I’ve a lot here in this blog and in my books about how much I use teaching and learning inductively and how effectively I think it is — with both language learners (even Google Translate learns inductively!) and non-ELL’s.

Now, researchers have found that thinking inductively is more effective in predicting world events, too.

Jonah Lehrer has written a column for Wired titled Do Political Experts Know What They’re Talking About? In it, he interviews researcher Philip Tetlock about his examining of political pundit predictions. Here is an excerpt:

Tetlock: Some experts displayed a top-down style of reasoning: politics as a deductive art. They started with a big-idea premise about human nature, society, or economics and applied it to the specifics of the case. They tended to reach more confident conclusions about the future. And the positions they reached were easier to classify ideologically: that is the Keynesian prediction and that is the free-market fundamentalist prediction and that is the worst-case environmentalist prediction and that is the best case technology-driven growth prediction etc. Other experts displayed a bottom-up style of reasoning: politics as a much messier inductive art. They reached less confident conclusions and they are more likely to draw on a seemingly contradictory mix of ideas in reaching those conclusions (sometimes from the left, sometimes from the right).

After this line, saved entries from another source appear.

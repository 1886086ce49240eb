//! `Solid` struct and implementations of the `SolidOps` trait for `Solid`.
//!
//! This is the solid-modelling kernel the part builders call into: convex
//! planar polygons combined with BSP-tree booleans, plus the feature-edge
//! queries and chamfers needed for cosmetic finishing.

use crate::float_types::{
    Real,
    parry3d::bounding_volume::{Aabb, BoundingVolume},
};
use crate::traits::SolidOps;
use nalgebra::{Matrix4, Point3};
use std::sync::OnceLock;

pub mod bsp;
pub mod chamfer;
pub mod edges;
pub mod plane;
pub mod polygon;
pub mod shapes;
pub mod vertex;

pub use bsp::Node;
pub use chamfer::chamfer;
pub use edges::{Axis, Edge, EdgeFace, EdgeFilter, FaceSelector, Sign, nearest_edge, select_edges};
pub use plane::Plane;
pub use polygon::Polygon;
pub use shapes::Workplane;
pub use vertex::Vertex;

#[derive(Clone, Debug)]
pub struct Solid {
    /// Convex, outward-facing boundary polygons
    pub polygons: Vec<Polygon>,

    /// Lazily calculated AABB that spans `polygons`.
    pub bounding_box: OnceLock<Aabb>,
}

impl Solid {
    /// Build a Solid from an existing polygon list
    pub fn from_polygons(polygons: &[Polygon]) -> Self {
        let mut solid = Solid::new();
        solid.polygons = polygons.to_vec();
        solid
    }

    /// A compound of several solids: polygons are concatenated, no boolean
    /// is evaluated, so touching or overlapping parts stay separate shells.
    pub fn merge(parts: &[Solid]) -> Self {
        let polygons = parts
            .iter()
            .flat_map(|part| part.polygons.iter().cloned())
            .collect();
        Solid {
            polygons,
            bounding_box: OnceLock::new(),
        }
    }

    pub fn is_empty(&self) -> bool {
        self.polygons.is_empty()
    }

    /// Split polygons into (may_touch, cannot_touch) using bounding‑box tests
    fn partition_polys(polys: &[Polygon], other_bb: &Aabb) -> (Vec<Polygon>, Vec<Polygon>) {
        let grown = other_bb.loosened(crate::float_types::tolerance());
        polys
            .iter()
            .cloned()
            .partition(|p| p.bounding_box().intersects(&grown))
    }

    /// Partition both operands for a boolean. When either side has nothing
    /// near the other, the partial trees could not tell "disjoint" from
    /// "enclosed", so every polygon takes part in the clipping.
    #[allow(clippy::type_complexity)]
    fn partition_pair(
        &self,
        other: &Solid,
    ) -> ((Vec<Polygon>, Vec<Polygon>), (Vec<Polygon>, Vec<Polygon>)) {
        let a = Self::partition_polys(&self.polygons, &other.bounding_box());
        let b = Self::partition_polys(&other.polygons, &self.bounding_box());
        if a.0.is_empty() || b.0.is_empty() {
            return (
                (self.polygons.clone(), Vec::new()),
                (other.polygons.clone(), Vec::new()),
            );
        }
        (a, b)
    }

    /// Enclosed volume by the divergence theorem over the fan triangles.
    pub fn volume(&self) -> Real {
        self.polygons
            .iter()
            .flat_map(Polygon::triangulate)
            .map(|[a, b, c]| a.pos.coords.dot(&b.pos.coords.cross(&c.pos.coords)) / 6.0)
            .sum()
    }
}

impl SolidOps for Solid {
    /// Returns a new empty Solid
    fn new() -> Self {
        Solid {
            polygons: Vec::new(),
            bounding_box: OnceLock::new(),
        }
    }

    /// Return a new Solid representing union of the two Solids.
    ///
    /// ```text
    /// let c = a.union(b);
    ///     +-------+            +-------+
    ///     |       |            |       |
    ///     |   a   |            |   c   |
    ///     |    +--+----+   =   |       +----+
    ///     +----+--+    |       +----+       |
    ///          |   b   |            |   c   |
    ///          |       |            |       |
    ///          +-------+            +-------+
    /// ```
    fn union(&self, other: &Solid) -> Solid {
        // avoid splitting obvious non‑intersecting faces
        let ((a_clip, a_passthru), (b_clip, b_passthru)) = self.partition_pair(other);

        let mut a = Node::from_polygons(&a_clip);
        let mut b = Node::from_polygons(&b_clip);

        a.clip_to(&b);
        b.clip_to(&a);
        b.invert();
        b.clip_to(&a);
        b.invert();
        a.build(&b.all_polygons());

        let mut final_polys = a.all_polygons();
        final_polys.extend(a_passthru);
        final_polys.extend(b_passthru);

        Solid::from_polygons(&final_polys)
    }

    /// Return a new Solid representing the difference of the two Solids.
    ///
    /// ```text
    /// let c = a.difference(b);
    ///     +-------+            +-------+
    ///     |       |            |       |
    ///     |   a   |            |   c   |
    ///     |    +--+----+   =   |    +--+
    ///     +----+--+    |       +----+
    ///          |   b   |
    ///          |       |
    ///          +-------+
    /// ```
    fn difference(&self, other: &Solid) -> Solid {
        let ((a_clip, a_passthru), (b_clip, _b_passthru)) = self.partition_pair(other);

        let mut a = Node::from_polygons(&a_clip);
        let mut b = Node::from_polygons(&b_clip);

        a.invert();
        a.clip_to(&b);
        b.clip_to(&a);
        b.invert();
        b.clip_to(&a);
        b.invert();
        a.build(&b.all_polygons());
        a.invert();

        let mut final_polys = a.all_polygons();
        final_polys.extend(a_passthru);

        Solid::from_polygons(&final_polys)
    }

    /// Return a new Solid representing the intersection of the two Solids.
    fn intersection(&self, other: &Solid) -> Solid {
        let mut a = Node::from_polygons(&self.polygons);
        let mut b = Node::from_polygons(&other.polygons);

        a.invert();
        b.clip_to(&a);
        b.invert();
        a.clip_to(&b);
        b.clip_to(&a);
        a.build(&b.all_polygons());
        a.invert();

        Solid::from_polygons(&a.all_polygons())
    }

    /// Apply an arbitrary affine 3D transform (as a 4x4 matrix).
    fn transform(&self, mat: &Matrix4<Real>) -> Solid {
        let mut solid = self.clone();

        // faces are flat, so vertex normals are simply re-derived from the
        // transformed winding
        for poly in &mut solid.polygons {
            for vert in &mut poly.vertices {
                vert.pos = mat.transform_point(&vert.pos);
            }
            poly.set_new_normal();
        }

        solid.invalidate_bounding_box();
        solid
    }

    /// Returns a [`parry3d::bounding_volume::Aabb`] indicating the 3D bounds of all `polygons`.
    fn bounding_box(&self) -> Aabb {
        *self.bounding_box.get_or_init(|| {
            let mut mins = Point3::new(Real::MAX, Real::MAX, Real::MAX);
            let mut maxs = Point3::new(-Real::MAX, -Real::MAX, -Real::MAX);

            for poly in &self.polygons {
                for v in &poly.vertices {
                    mins = mins.inf(&v.pos);
                    maxs = maxs.sup(&v.pos);
                }
            }

            // no polygons: a trivial AABB at origin
            if mins.x > maxs.x {
                return Aabb::new(Point3::origin(), Point3::origin());
            }
            Aabb::new(mins, maxs)
        })
    }

    /// Invalidates object's cached bounding box.
    fn invalidate_bounding_box(&mut self) {
        self.bounding_box = OnceLock::new();
    }

    /// Invert this Solid (flip inside vs. outside)
    fn inverse(&self) -> Solid {
        let mut solid = self.clone();
        for p in &mut solid.polygons {
            p.flip();
        }
        solid
    }
}
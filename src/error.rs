use thiserror::Error;

use crate::model::EntityKind;

#[derive(Debug, Error)]
pub enum RegistryError {
    #[error("can't create {kind} {key} because it already exists")]
    AlreadyExists { kind: EntityKind, key: String },

    #[error("can't update {kind} {key} because it doesn't exist")]
    NotFound { kind: EntityKind, key: String },

    #[error("validation failed: {0}")]
    ValidationFailed(String),

    #[error("{resource_kind} {resource_key} is used in {dependent_kind}: {dependent_key}")]
    ResourceInUse {
        resource_kind: EntityKind,
        resource_key: String,
        dependent_kind: EntityKind,
        dependent_key: String,
    },

    #[error("unauthorized: {0}")]
    Unauthorized(String),

    /// Storage port failures, passed through untouched.
    #[error(transparent)]
    Storage(#[from] anyhow::Error),
}

impl RegistryError {
    pub fn http_status(&self) -> u16 {
        match self {
            Self::AlreadyExists { .. } => 409,
            Self::NotFound { .. } => 404,
            Self::ValidationFailed(_) => 422,
            Self::ResourceInUse { .. } => 409,
            Self::Unauthorized(_) => 403,
            Self::Storage(_) => 500,
        }
    }

    /// Dependent that blocked a delete, if this is a `ResourceInUse`.
    pub fn blocking_dependent(&self) -> Option<(EntityKind, &str)> {
        match self {
            Self::ResourceInUse {
                dependent_kind,
                dependent_key,
                ..
            } => Some((*dependent_kind, dependent_key.as_str())),
            _ => None,
        }
    }
}

pub type Result<T> = std::result::Result<T, RegistryError>;
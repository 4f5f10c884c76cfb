//! Referential integrity for shared resources.
//!
//! Storage has no foreign keys, so before a resource is deleted every
//! dependent collection is scanned through its (unscoped) view with a pure
//! reference rule. Collections are checked in registration order; the first
//! collection with a match blocks the delete, naming that dependent. A
//! collection scan stops at its first matching entity.
//!
//! The check is point-in-time. Callers needing it to hold until the delete
//! lands run it under an exclusive `KeyLocks` lock on the resource (the
//! lifecycle engine does this when write serialization is enabled).

pub mod rules;
mod tables;

pub use tables::{
    domain_integrity, infrastructure_integrity, schema_integrity, stream_binding_integrity,
    stream_integrity, zone_integrity,
};

use std::sync::Arc;

use async_trait::async_trait;

use crate::error::{RegistryError, Result};
use crate::model::{EntityKey, EntityKind, RegistryEntity};
use crate::principal::Principal;
use crate::service::DeleteHook;
use crate::view::View;

/// One collection that may reference resources keyed by `R`.
#[async_trait]
pub trait DependentCollection<R: EntityKey>: Send + Sync {
    fn kind(&self) -> EntityKind;

    /// Key of the first stored entity referencing `resource`, if any.
    async fn first_dependent(&self, resource: &R) -> Result<Option<String>>;
}

/// A view plus the rule deciding whether one of its entities uses `R`.
struct Dependents<E: RegistryEntity, R> {
    view: View<E>,
    rule: fn(&E, &R) -> bool,
}

#[async_trait]
impl<E: RegistryEntity, R: EntityKey> DependentCollection<R> for Dependents<E, R> {
    fn kind(&self) -> EntityKind {
        E::KIND
    }

    async fn first_dependent(&self, resource: &R) -> Result<Option<String>> {
        let rule = self.rule;
        let found = self
            .view
            .find_any(|dependent| rule(dependent, resource))
            .await?;
        Ok(found.map(|dependent| dependent.key().to_string()))
    }
}

/// Ordered table of dependent collections for one resource type.
pub struct IntegrityEngine<R: EntityKey> {
    collections: Vec<Arc<dyn DependentCollection<R>>>,
}

impl<R: EntityKey> IntegrityEngine<R> {
    pub fn new() -> Self {
        Self {
            collections: Vec::new(),
        }
    }

    /// Append a dependent collection. Order of calls is check order.
    pub fn with_dependents<E: RegistryEntity>(
        self,
        view: View<E>,
        rule: fn(&E, &R) -> bool,
    ) -> Self {
        self.with_collection(Arc::new(Dependents { view, rule }))
    }

    pub fn with_collection(mut self, collection: Arc<dyn DependentCollection<R>>) -> Self {
        self.collections.push(collection);
        self
    }

    pub fn dependent_kinds(&self) -> Vec<EntityKind> {
        self.collections.iter().map(|c| c.kind()).collect()
    }

    /// `Ok` when nothing references `resource`; `ResourceInUse` naming the
    /// first dependent found otherwise.
    pub async fn can_delete(&self, resource: &R) -> Result<()> {
        for collection in &self.collections {
            if let Some(dependent_key) = collection.first_dependent(resource).await? {
                let dependent_kind = collection.kind();
                tracing::warn!(
                    kind = %R::KIND,
                    key = %resource,
                    %dependent_kind,
                    %dependent_key,
                    "delete blocked by dependent"
                );
                return Err(RegistryError::ResourceInUse {
                    resource_kind: R::KIND,
                    resource_key: resource.to_string(),
                    dependent_kind,
                    dependent_key,
                });
            }
        }
        Ok(())
    }
}

impl<R: EntityKey> Default for IntegrityEngine<R> {
    fn default() -> Self {
        Self::new()
    }
}

#[async_trait]
impl<E, R> DeleteHook<E> for IntegrityEngine<R>
where
    E: RegistryEntity<Key = R>,
    R: EntityKey,
{
    async fn before_delete(&self, _principal: &Principal, entity: &E) -> Result<()> {
        self.can_delete(entity.key()).await
    }
}
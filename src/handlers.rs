//! Specification handlers, dispatched by `Specification::kind`.
//!
//! A handler turns a desired specification into the accepted one (filling
//! defaults, reserving names, provisioning) and reacts to deletes. Exactly
//! one handler may claim a given type.

use std::collections::HashMap;
use std::sync::Arc;

use async_trait::async_trait;

use crate::error::{RegistryError, Result};
use crate::model::{RegistryEntity, Specification};
use crate::ports::Handler;

#[async_trait]
pub trait SpecificationHandler<E: RegistryEntity>: Send + Sync {
    /// The `Specification::kind` this handler owns.
    fn handles_type(&self) -> &str;

    async fn handle_insert(&self, entity: &E) -> Result<Specification>;

    async fn handle_update(&self, entity: &E, existing: &E) -> Result<Specification>;

    async fn handle_delete(&self, _entity: &E) -> Result<()> {
        Ok(())
    }
}

/// Accepts the desired specification as submitted.
pub struct DefaultSpecificationHandler;

impl DefaultSpecificationHandler {
    pub const TYPE: &'static str = "default";
}

#[async_trait]
impl<E: RegistryEntity> SpecificationHandler<E> for DefaultSpecificationHandler {
    fn handles_type(&self) -> &str {
        Self::TYPE
    }

    async fn handle_insert(&self, entity: &E) -> Result<Specification> {
        Ok(entity.specification().clone())
    }

    async fn handle_update(&self, entity: &E, _existing: &E) -> Result<Specification> {
        Ok(entity.specification().clone())
    }
}

// ── HandlerService ────────────────────────────────────────────

pub struct HandlerService<E: RegistryEntity> {
    handlers: HashMap<String, Arc<dyn SpecificationHandler<E>>>,
}

impl<E: RegistryEntity> HandlerService<E> {
    pub fn new() -> Self {
        Self {
            handlers: HashMap::new(),
        }
    }

    /// Service with [`DefaultSpecificationHandler`] registered.
    pub fn with_defaults() -> Self {
        let mut service = Self::new();
        service
            .handlers
            .insert(DefaultSpecificationHandler::TYPE.into(), Arc::new(DefaultSpecificationHandler));
        service
    }

    /// Register a handler; a second handler for the same type is rejected.
    pub fn register(&mut self, handler: Arc<dyn SpecificationHandler<E>>) -> Result<()> {
        let handles = handler.handles_type().to_string();
        if self.handlers.contains_key(&handles) {
            return Err(RegistryError::ValidationFailed(format!(
                "a {} handler for type '{}' is already registered",
                E::KIND,
                handles
            )));
        }
        self.handlers.insert(handles, handler);
        Ok(())
    }

    pub fn with_handler(mut self, handler: Arc<dyn SpecificationHandler<E>>) -> Result<Self> {
        self.register(handler)?;
        Ok(self)
    }

    fn handler_for(&self, entity: &E) -> Result<&Arc<dyn SpecificationHandler<E>>> {
        let kind = &entity.specification().kind;
        self.handlers.get(kind).ok_or_else(|| {
            RegistryError::ValidationFailed(format!(
                "no {} handler for type '{}' (key {})",
                E::KIND,
                kind,
                entity.key()
            ))
        })
    }
}

impl<E: RegistryEntity> Default for HandlerService<E> {
    fn default() -> Self {
        Self::with_defaults()
    }
}

#[async_trait]
impl<E: RegistryEntity> Handler<E> for HandlerService<E> {
    async fn handle_insert(&self, entity: &E) -> Result<Specification> {
        self.handler_for(entity)?.handle_insert(entity).await
    }

    async fn handle_update(&self, entity: &E, existing: &E) -> Result<Specification> {
        self.handler_for(entity)?.handle_update(entity, existing).await
    }

    async fn handle_delete(&self, entity: &E) -> Result<()> {
        match self.handlers.get(&entity.specification().kind) {
            Some(handler) => handler.handle_delete(entity).await,
            None => {
                tracing::debug!(
                    kind = %E::KIND,
                    key = %entity.key(),
                    spec_type = %entity.specification().kind,
                    "no handler for deleted entity type"
                );
                Ok(())
            }
        }
    }
}

#[cfg(test)]
mod tests {
    use super::*;
    use crate::model::{Zone, ZoneKey};
    use serde_json::json;

    struct AwsZoneHandler;

    #[async_trait]
    impl SpecificationHandler<Zone> for AwsZoneHandler {
        fn handles_type(&self) -> &str {
            "aws"
        }

        async fn handle_insert(&self, entity: &Zone) -> Result<Specification> {
            let mut spec = entity.specification.clone();
            spec.configuration = json!({"region": entity.key.name});
            Ok(spec)
        }

        async fn handle_update(&self, entity: &Zone, _existing: &Zone) -> Result<Specification> {
            self.handle_insert(entity).await
        }
    }

    fn zone(kind: &str) -> Zone {
        Zone::new(ZoneKey::new("us-east-1"), Specification::of_type(kind))
    }

    #[tokio::test]
    async fn default_handler_passes_specification_through() {
        let service = HandlerService::<Zone>::with_defaults();
        let spec = service.handle_insert(&zone("default")).await.unwrap();
        assert_eq!(spec, Specification::of_type("default"));
    }

    #[tokio::test]
    async fn dispatches_by_specification_type() {
        let service = HandlerService::<Zone>::with_defaults()
            .with_handler(Arc::new(AwsZoneHandler))
            .unwrap();
        let spec = service.handle_insert(&zone("aws")).await.unwrap();
        assert_eq!(spec.configuration, json!({"region": "us-east-1"}));
    }

    #[tokio::test]
    async fn unknown_type_is_a_validation_failure() {
        let service = HandlerService::<Zone>::with_defaults();
        let err = service.handle_insert(&zone("gcp")).await.unwrap_err();
        match err {
            RegistryError::ValidationFailed(msg) => assert!(msg.contains("'gcp'")),
            other => panic!("Expected ValidationFailed, got {other:?}"),
        }
    }

    #[tokio::test]
    async fn delete_without_handler_is_a_no_op() {
        let service = HandlerService::<Zone>::new();
        assert!(service.handle_delete(&zone("gcp")).await.is_ok());
    }

    #[test]
    fn duplicate_registration_rejected() {
        let mut service = HandlerService::<Zone>::new();
        service.register(Arc::new(AwsZoneHandler)).unwrap();
        assert!(service.register(Arc::new(AwsZoneHandler)).is_err());
    }
}
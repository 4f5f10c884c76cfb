//! Tracing setup for binaries and test harnesses embedding the registry.

use tracing_subscriber::EnvFilter;

use crate::config::RegistryConfig;

/// Install a fmt subscriber. `RUST_LOG` wins over the configured filter.
///
/// Returns `false` if a global subscriber was already installed, which is
/// not an error: the embedding application owns logging in that case.
pub fn init_tracing(config: &RegistryConfig) -> bool {
    let filter = EnvFilter::try_from_default_env()
        .or_else(|_| EnvFilter::try_new(&config.log_filter))
        .unwrap_or_else(|_| EnvFilter::new("info"));

    tracing_subscriber::fmt()
        .with_env_filter(filter)
        .with_target(true)
        .try_init()
        .is_ok()
}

We called the big-idea experts “hedgehogs” (they know one big thing) and the more eclectic experts “foxes” (they know many, not so big things).

Lehrer: Do these different styles correlate with levels of accuracy?

Tetlock: In assessing accuracy, it is crucial to make the “law of large numbers” work for you. Any fool can be lucky a few times. The key is consistency. So, in the first round of our studies, we assessed the accuracy of almost 30,000 predictions from almost 300 experts. We tested a lot of different hypotheses about the correlates of consistency and accuracy. Is ideology the key factor? Having a PhD? Having past access to classified information? And a lot of hypotheses bit the dust. The most consistent predictor of consistently more accurate forecasts was “style of reasoning”: experts with the more eclectic, self-critical, and modest cognitive styles tended to outperform the big-idea people (foxes tended to outperform hedgehogs).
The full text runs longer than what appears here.